Brief =>
Transcribe the entire listing faithfully; every line must match the original.
[Data Boundary: Start]
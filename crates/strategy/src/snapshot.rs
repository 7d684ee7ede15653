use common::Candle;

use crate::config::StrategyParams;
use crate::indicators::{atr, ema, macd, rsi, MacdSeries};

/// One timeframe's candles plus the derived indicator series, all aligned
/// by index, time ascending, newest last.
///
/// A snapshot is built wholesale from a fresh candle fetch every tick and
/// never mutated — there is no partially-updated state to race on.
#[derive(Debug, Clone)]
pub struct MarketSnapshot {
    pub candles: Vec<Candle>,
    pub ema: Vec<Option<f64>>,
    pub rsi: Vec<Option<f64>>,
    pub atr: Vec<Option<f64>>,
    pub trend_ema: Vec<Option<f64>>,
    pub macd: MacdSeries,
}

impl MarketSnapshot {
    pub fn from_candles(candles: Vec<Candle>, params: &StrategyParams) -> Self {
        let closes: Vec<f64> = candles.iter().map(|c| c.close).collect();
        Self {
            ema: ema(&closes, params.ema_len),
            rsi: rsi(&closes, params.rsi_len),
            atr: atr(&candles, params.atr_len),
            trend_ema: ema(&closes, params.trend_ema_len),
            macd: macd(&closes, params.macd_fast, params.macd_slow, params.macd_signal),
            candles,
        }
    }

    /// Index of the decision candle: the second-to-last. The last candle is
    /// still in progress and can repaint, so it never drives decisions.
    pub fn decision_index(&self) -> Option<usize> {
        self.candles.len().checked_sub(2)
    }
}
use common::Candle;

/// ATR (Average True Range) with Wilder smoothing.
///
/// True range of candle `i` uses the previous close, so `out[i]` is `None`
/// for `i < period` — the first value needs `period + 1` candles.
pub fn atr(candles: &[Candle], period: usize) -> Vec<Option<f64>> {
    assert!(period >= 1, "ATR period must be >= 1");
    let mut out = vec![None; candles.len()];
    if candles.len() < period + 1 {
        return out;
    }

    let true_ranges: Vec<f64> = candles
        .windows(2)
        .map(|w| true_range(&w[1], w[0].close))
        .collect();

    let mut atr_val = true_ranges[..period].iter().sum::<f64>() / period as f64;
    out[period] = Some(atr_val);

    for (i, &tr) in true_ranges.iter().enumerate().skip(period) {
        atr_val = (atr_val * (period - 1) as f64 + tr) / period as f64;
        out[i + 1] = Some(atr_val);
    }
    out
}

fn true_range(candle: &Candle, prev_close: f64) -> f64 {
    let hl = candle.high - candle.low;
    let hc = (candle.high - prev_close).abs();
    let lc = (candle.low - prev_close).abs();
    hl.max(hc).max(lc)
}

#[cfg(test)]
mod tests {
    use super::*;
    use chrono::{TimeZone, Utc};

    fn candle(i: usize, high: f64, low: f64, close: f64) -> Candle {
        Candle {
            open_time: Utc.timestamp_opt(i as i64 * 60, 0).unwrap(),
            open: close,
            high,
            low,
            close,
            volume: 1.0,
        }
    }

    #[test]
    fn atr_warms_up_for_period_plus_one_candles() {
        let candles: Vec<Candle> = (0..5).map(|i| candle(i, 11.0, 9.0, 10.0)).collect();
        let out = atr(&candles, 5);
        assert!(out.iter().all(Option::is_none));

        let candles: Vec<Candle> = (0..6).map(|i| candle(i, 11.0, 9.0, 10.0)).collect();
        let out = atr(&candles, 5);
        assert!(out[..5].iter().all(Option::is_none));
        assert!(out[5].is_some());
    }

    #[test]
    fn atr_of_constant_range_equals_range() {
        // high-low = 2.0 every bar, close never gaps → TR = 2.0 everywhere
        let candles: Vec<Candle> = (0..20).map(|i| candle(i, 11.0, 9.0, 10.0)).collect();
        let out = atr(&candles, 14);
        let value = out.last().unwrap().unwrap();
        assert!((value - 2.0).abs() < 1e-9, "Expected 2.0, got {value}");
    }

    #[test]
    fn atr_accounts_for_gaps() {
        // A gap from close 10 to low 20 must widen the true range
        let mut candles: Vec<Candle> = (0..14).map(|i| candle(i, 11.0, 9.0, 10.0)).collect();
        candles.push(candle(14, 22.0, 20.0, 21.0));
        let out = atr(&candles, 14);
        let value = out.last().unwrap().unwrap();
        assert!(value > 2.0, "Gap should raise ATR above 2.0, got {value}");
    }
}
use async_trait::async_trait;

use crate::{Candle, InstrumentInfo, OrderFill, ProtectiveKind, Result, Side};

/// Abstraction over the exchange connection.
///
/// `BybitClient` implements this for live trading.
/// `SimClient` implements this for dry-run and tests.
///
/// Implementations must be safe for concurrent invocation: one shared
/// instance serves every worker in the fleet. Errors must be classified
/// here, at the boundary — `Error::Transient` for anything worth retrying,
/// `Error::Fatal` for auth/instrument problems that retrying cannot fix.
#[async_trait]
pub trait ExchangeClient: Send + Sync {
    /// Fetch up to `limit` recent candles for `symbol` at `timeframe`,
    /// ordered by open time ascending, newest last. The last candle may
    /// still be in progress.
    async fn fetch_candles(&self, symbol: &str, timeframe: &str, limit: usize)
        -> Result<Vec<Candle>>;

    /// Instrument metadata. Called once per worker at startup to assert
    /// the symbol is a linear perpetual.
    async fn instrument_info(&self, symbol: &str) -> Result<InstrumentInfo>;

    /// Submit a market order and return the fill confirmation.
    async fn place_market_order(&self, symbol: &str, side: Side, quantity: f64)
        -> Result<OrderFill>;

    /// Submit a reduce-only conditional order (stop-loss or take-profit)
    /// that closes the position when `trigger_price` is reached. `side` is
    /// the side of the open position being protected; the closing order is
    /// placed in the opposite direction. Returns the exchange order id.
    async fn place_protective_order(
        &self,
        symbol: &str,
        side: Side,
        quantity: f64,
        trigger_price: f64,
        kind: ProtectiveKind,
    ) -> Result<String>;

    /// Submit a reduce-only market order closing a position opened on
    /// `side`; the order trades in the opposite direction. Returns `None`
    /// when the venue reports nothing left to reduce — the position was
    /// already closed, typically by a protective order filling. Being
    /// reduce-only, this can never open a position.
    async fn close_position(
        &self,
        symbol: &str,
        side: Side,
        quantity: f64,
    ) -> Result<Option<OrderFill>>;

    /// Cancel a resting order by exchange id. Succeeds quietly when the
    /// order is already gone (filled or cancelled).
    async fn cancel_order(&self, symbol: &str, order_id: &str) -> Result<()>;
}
[Data Boundary: End]
Expected output =>
filename crates/strategy/src/snapshot.rs
repository 7d684ee7ede15653
use common::Candle;

use crate::config::StrategyParams;
use crate::indicators::{atr, ema, macd, rsi, MacdSeries};

/// One timeframe's candles plus the derived indicator series, all aligned
/// by index, time ascending, newest last.
///
/// A snapshot is built wholesale from a fresh candle fetch every tick and
/// never mutated — there is no partially-updated state to race on.
#[derive(Debug, Clone)]
pub struct MarketSnapshot {
    pub candles: Vec<Candle>,
    pub ema: Vec<Option<f64>>,
    pub rsi: Vec<Option<f64>>,
    pub atr: Vec<Option<f64>>,
    pub trend_ema: Vec<Option<f64>>,
    pub macd: MacdSeries,
}

impl MarketSnapshot {
    pub fn from_candles(candles: Vec<Candle>, params: &StrategyParams) -> Self {
        let closes: Vec<f64> = candles.iter().map(|c| c.close).collect();
        Self {
            ema: ema(&closes, params.ema_len),
            rsi: rsi(&closes, params.rsi_len),
            atr: atr(&candles, params.atr_len),
            trend_ema: ema(&closes, params.trend_ema_len),
            macd: macd(&closes, params.macd_fast, params.macd_slow, params.macd_signal),
            candles,
        }
    }

    /// Index of the decision candle: the second-to-last. The last candle is
    /// still in progress and can repaint, so it never drives decisions.
    pub fn decision_index(&self) -> Option<usize> {
        self.candles.len().checked_sub(2)
    }
}
use common::Candle;

/// ATR (Average True Range) with Wilder smoothing.
///
/// True range of candle `i` uses the previous close, so `out[i]` is `None`
/// for `i < period` — the first value needs `period + 1` candles.
pub fn atr(candles: &[Candle], period: usize) -> Vec<Option<f64>> {
    assert!(period >= 1, "ATR period must be >= 1");
    let mut out = vec![None; candles.len()];
    if candles.len() < period + 1 {
        return out;
    }

    let true_ranges: Vec<f64> = candles
        .windows(2)
        .map(|w| true_range(&w[1], w[0].close))
        .collect();

    let mut atr_val = true_ranges[..period].iter().sum::<f64>() / period as f64;
    out[period] = Some(atr_val);

    for (i, &tr) in true_ranges.iter().enumerate().skip(period) {
        atr_val = (atr_val * (period - 1) as f64 + tr) / period as f64;
        out[i + 1] = Some(atr_val);
    }
    out
}

fn true_range(candle: &Candle, prev_close: f64) -> f64 {
    let hl = candle.high - candle.low;
    let hc = (candle.high - prev_close).abs();
    let lc = (candle.low - prev_close).abs();
    hl.max(hc).max(lc)
}

#[cfg(test)]
mod tests {
    use super::*;
    use chrono::{TimeZone, Utc};

    fn candle(i: usize, high: f64, low: f64, close: f64) -> Candle {
        Candle {
            open_time: Utc.timestamp_opt(i as i64 * 60, 0).unwrap(),
            open: close,
            high,
            low,
            close,
            volume: 1.0,
        }
    }

    #[test]
    fn atr_warms_up_for_period_plus_one_candles() {
        let candles: Vec<Candle> = (0..5).map(|i| candle(i, 11.0, 9.0, 10.0)).collect();
        let out = atr(&candles, 5);
        assert!(out.iter().all(Option::is_none));

        let candles: Vec<Candle> = (0..6).map(|i| candle(i, 11.0, 9.0, 10.0)).collect();
        let out = atr(&candles, 5);
        assert!(out[..5].iter().all(Option::is_none));
        assert!(out[5].is_some());
    }

    #[test]
    fn atr_of_constant_range_equals_range() {
        // high-low = 2.0 every bar, close never gaps → TR = 2.0 everywhere
        let candles: Vec<Candle> = (0..20).map(|i| candle(i, 11.0, 9.0, 10.0)).collect();
        let out = atr(&candles, 14);
        let value = out.last().unwrap().unwrap();
        assert!((value - 2.0).abs() < 1e-9, "Expected 2.0, got {value}");
    }

    #[test]
    fn atr_accounts_for_gaps() {
        // A gap from close 10 to low 20 must widen the true range
        let mut candles: Vec<Candle> = (0..14).map(|i| candle(i, 11.0, 9.0, 10.0)).collect();
        candles.push(candle(14, 22.0, 20.0, 21.0));
        let out = atr(&candles, 14);
        let value = out.last().unwrap().unwrap();
        assert!(value > 2.0, "Gap should raise ATR above 2.0, got {value}");
    }
}
use async_trait::async_trait;

use crate::{Candle, InstrumentInfo, OrderFill, ProtectiveKind, Result, Side};

/// Abstraction over the exchange connection.
///
/// `BybitClient` implements this for live trading.
/// `SimClient` implements this for dry-run and tests.
///
/// Implementations must be safe for concurrent invocation: one shared
/// instance serves every worker in the fleet. Errors must be classified
/// here, at the boundary — `Error::Transient` for anything worth retrying,
/// `Error::Fatal` for auth/instrument problems that retrying cannot fix.
#[async_trait]
pub trait ExchangeClient: Send + Sync {
    /// Fetch up to `limit` recent candles for `symbol` at `timeframe`,
    /// ordered by open time ascending, newest last. The last candle may
    /// still be in progress.
    async fn fetch_candles(&self, symbol: &str, timeframe: &str, limit: usize)
        -> Result<Vec<Candle>>;

    /// Instrument metadata. Called once per worker at startup to assert
    /// the symbol is a linear perpetual.
    async fn instrument_info(&self, symbol: &str) -> Result<InstrumentInfo>;

    /// Submit a market order and return the fill confirmation.
    async fn place_market_order(&self, symbol: &str, side: Side, quantity: f64)
        -> Result<OrderFill>;

    /// Submit a reduce-only conditional order (stop-loss or take-profit)
    /// that closes the position when `trigger_price` is reached. `side` is
    /// the side of the open position being protected; the closing order is
    /// placed in the opposite direction. Returns the exchange order id.
    async fn place_protective_order(
        &self,
        symbol: &str,
        side: Side,
        quantity: f64,
        trigger_price: f64,
        kind: ProtectiveKind,
    ) -> Result<String>;

    /// Submit a reduce-only market order closing a position opened on
    /// `side`; the order trades in the opposite direction. Returns `None`
    /// when the venue reports nothing left to reduce — the position was
    /// already closed, typically by a protective order filling. Being
    /// reduce-only, this can never open a position.
    async fn close_position(
        &self,
        symbol: &str,
        side: Side,
        quantity: f64,
    ) -> Result<Option<OrderFill>>;

    /// Cancel a resting order by exchange id. Succeeds quietly when the
    /// order is already gone (filled or cancelled).
    async fn cancel_order(&self, symbol: &str, order_id: &str) -> Result<()>;
}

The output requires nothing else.